- Materials
-
- ~400 ng gDNA in 10 µl nuclease-free water
- Equipment
-
- P10 pipette and tips
- P100 pipette and tips
- Method of achieving 80° C
-
DNA tagmentation
-
Prepare the DNA in nuclease-free water.
- Transfer ~400 ng genomic DNA into a DNA LoBind tube
- Adjust the volume to 10 μl with nuclease-free water
- Mix by flicking the tube to avoid unwanted shearing
- Spin down briefly in a microfuge
-
Cut off Tube 1 (left hand tube, containing FRL)
-
Using a clean, empty pipette tip, pierce the foil of Tube 1. Take care to not disturb the pellet.
-
Add 10 µl of the input DNA to Tube 1.
-
Mix gently by pipetting up and down. Make sure all liquid is collected at the bottom of the tube.
-
Incubate the tube at room temperature for 1 minute and then at 80° C for 1 minute.
-
Adapter attachment
-
Using a clean empty pipette tip, pierce the foil of Tube 2. Take care to not disturb the pellet.
-
Transfer 10 µl of the tagmented DNA from Tube 1 to Tube 2.
-
Mix gently by pipetting up and down. Make sure all liquid is collected at the bottom of the tube.
-
Incubate the reaction for 5 minutes at room temperature.
-
Using a clean empty pipette tip, pierce the foil of Tube 3 (right-hand tube).
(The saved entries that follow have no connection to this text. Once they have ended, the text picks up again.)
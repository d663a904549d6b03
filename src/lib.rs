pub mod config;
pub mod core;
pub mod utils;

pub use config::{cli::CsvWorkbook, CliConfig};

pub use crate::core::{
    budget::BudgetModel, engine::SessionEngine, session::BudgetSession, terminal::TerminalSurface,
};
pub use utils::error::{BudgetError, Result};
Take care to not disturb the pellet.
-
Add 65 µl Resuspension Buffer (RTB) into Tube 3. Mix by pipetting up and down, and make sure all liquid is collected at the bottom of the tube.
This can be done during the 5 minute incubation step for the adapter attachment.
Note: This tube might take longer to resuspend. You can assist the process by pipetting the tube contents up and down, and/or incubating at room temperature.